These essays, poems, and interviews are offered by a red-letter assortment of novelists, actors, editors, poets, and journalists ranging in age from 50 to over 100. Acclaimed novelist and Woodstock resident Gail Godwin is a contributor; so are gynecologist Christiane Northrup, journalist Jenny Allen, and actor Jane Alexander, and they’re all digging deep to dialogue about the part of a woman’s life journey that comes after mate seeking, child rearing, and often, career. Six are Hudson Valley residents, and, in fact, the seeds of this anthology were sown in a women’s writers group in Rhinebeck.
Some writers dish advice: Take care of your teeth because it’s not fun to outlive them; give up anxiety; poke some fun at yourself. Others circle around the challenges facing a phase of life devoid of the easy privileges of youth.
“When we’re young we tend to think that old people were born that way. That it’s somehow a choice,” writes playwright Tina Howe. “Then suddenly we hit sixty-five, seventy-three, or eighty-two and wonder what’s going on. That isn’t us in there! It’s someone else! Construction workers suddenly don’t whistle at us anymore and waiters call us ‘Ma’am’ instead of ‘Legs’ or ‘Sweet Thing.’”
Youthful beauty can be a free pass on the make-something-of-your-life ride, but only for a while, says journalist Vivian Gornick. “For a woman, existential terror is the aging face. When a woman looks in the mirror and sees herself smooth and young, she thinks, ‘I’m not accountable. I don’t yet have to explain or justify my existence. It doesn’t matter yet that I’m not taking responsibility for my life. I still have tomorrow.’ When she looks in the mirror and sees herself lined and hollow-cheeked, she thinks, ‘Tomorrow is here. Now I’m accountable. Now I must do it. Can I? More important, will I?’”
Anthologist Upham, a former concert pianist sidelined by injury, was originally attracted to the subject of female aging through the lens of loss, but this is not the book’s ultimate focus, nor the final destination of many contributors. Ultimately, triumph is the hub here—over other people, self, illness, bereavement, and diminishment.

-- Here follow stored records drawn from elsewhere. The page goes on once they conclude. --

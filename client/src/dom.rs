use wasm_bindgen::prelude::*;
use wasm_bindgen::JsCast;
use web_sys::{Document, Element, Event, EventTarget, HtmlElement, Window};

use folio_shared::markup::{
    toast_html, ERROR_TOAST_STYLE, NOTICE_TOAST_STYLE, PROTECTION_CSS, PROTECTION_STYLE_ID,
    TOAST_CLASS,
};

pub fn get_element<T: JsCast>(document: &Document, id: &str) -> Result<T, JsValue> {
    let element = document
        .get_element_by_id(id)
        .ok_or_else(|| JsValue::from_str(&format!("Missing element: {id}")))?;
    element
        .dyn_into::<T>()
        .map_err(|_| JsValue::from_str(&format!("Invalid element type: {id}")))
}

pub fn add_listener<F>(target: &EventTarget, name: &str, handler: F) -> Result<(), JsValue>
where
    F: FnMut(Event) + 'static,
{
    let callback = Closure::<dyn FnMut(Event)>::new(handler);
    target.add_event_listener_with_callback(name, callback.as_ref().unchecked_ref())?;
    callback.forget();
    Ok(())
}

/// Browser timers take an `i32` delay; larger values would wrap negative.
pub fn timer_delay(ms: u32) -> i32 {
    i32::try_from(ms).unwrap_or(i32::MAX)
}

pub fn find_element<T: JsCast>(document: &Document, id: &str) -> Option<T> {
    document
        .get_element_by_id(id)
        .and_then(|element| element.dyn_into::<T>().ok())
}

pub fn set_display(element: &HtmlElement, visible: bool, shown_as: &str) {
    let value = if visible { shown_as } else { "none" };
    let _ = element.style().set_property("display", value);
}

pub fn set_body_scroll(document: &Document, locked: bool) {
    if let Some(body) = document.body() {
        let value = if locked { "hidden" } else { "auto" };
        let _ = body.style().set_property("overflow", value);
    }
}

pub fn set_class(element: &Element, class: &str, on: bool) {
    let list = element.class_list();
    let _ = if on {
        list.add_1(class)
    } else {
        list.remove_1(class)
    };
}

pub fn closest_attribute(target: &Element, selector: &str, attribute: &str) -> Option<String> {
    target
        .closest(selector)
        .ok()
        .flatten()
        .and_then(|element| element.get_attribute(attribute))
}

pub fn inject_style(document: &Document, id: &str, css: &str) -> Result<(), JsValue> {
    if document.get_element_by_id(id).is_some() {
        return Ok(());
    }
    let style = document.create_element("style")?;
    style.set_id(id);
    style.set_text_content(Some(css));
    let head = document
        .head()
        .ok_or_else(|| JsValue::from_str("Missing document head"))?;
    head.append_child(&style)?;
    Ok(())
}

pub fn inject_protection_style(document: &Document) -> Result<(), JsValue> {
    inject_style(document, PROTECTION_STYLE_ID, PROTECTION_CSS)
}

fn remove_later(window: &Window, element: Element, duration_ms: u32) -> Result<(), JsValue> {
    let onexpire = Closure::once(move || element.remove());
    window.set_timeout_with_callback_and_timeout_and_arguments_0(
        onexpire.as_ref().unchecked_ref(),
        timer_delay(duration_ms),
    )?;
    onexpire.forget();
    Ok(())
}

fn append_toast(
    window: &Window,
    document: &Document,
    class: Option<&str>,
    style: &str,
    icon: &str,
    message: &str,
    duration_ms: u32,
) -> Result<(), JsValue> {
    let toast = document.create_element("div")?;
    if let Some(class) = class {
        toast.set_class_name(class);
    }
    toast.set_attribute("style", style)?;
    toast.set_inner_html(&toast_html(icon, message));
    let body = document
        .body()
        .ok_or_else(|| JsValue::from_str("Missing document body"))?;
    body.append_child(&toast)?;
    remove_later(window, toast, duration_ms)
}

/// Replaces any visible notice with `message`.
pub fn show_notice(window: &Window, document: &Document, message: &str, duration_ms: u32) {
    log::info!("protection notice: {message}");
    if let Ok(Some(existing)) = document.query_selector(&format!(".{TOAST_CLASS}")) {
        existing.remove();
    }
    if let Err(err) = append_toast(
        window,
        document,
        Some(TOAST_CLASS),
        NOTICE_TOAST_STYLE,
        "fa-shield-alt",
        message,
        duration_ms,
    ) {
        log::error!("failed to show notice: {err:?}");
    }
}

pub fn show_error_toast(window: &Window, document: &Document, message: &str, duration_ms: u32) {
    if let Err(err) = append_toast(
        window,
        document,
        None,
        ERROR_TOAST_STYLE,
        "fa-exclamation-circle",
        message,
        duration_ms,
    ) {
        log::error!("failed to show error message: {err:?}");
    }
}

In fact, says Woodstock memoirist Abigail Thomas, it’s the unexpected gains of getting older that she’s found most surprising, and the potential insertion of old comforts, such as male companionship, that can be most discomforting. “It has taken me the better part of sixty years to enjoy the inside of my own head, and I do that best when I’m by myself,” she writes. “ I am smug. I am probably insufferable. And then the telephone rings.”
Aging, says Vivian Gornick, can either be seen as a downer or a source of stimulation, and she prefers the latter path. “That way, loss is transformed into wisdom and life continues to provide adventure.” Writes Upham in the foreword, “Living on, never mind living well, is often life’s reward. One of the great gifts of experience, however, is the ability to choose—not our circumstances, but how we interpret them.”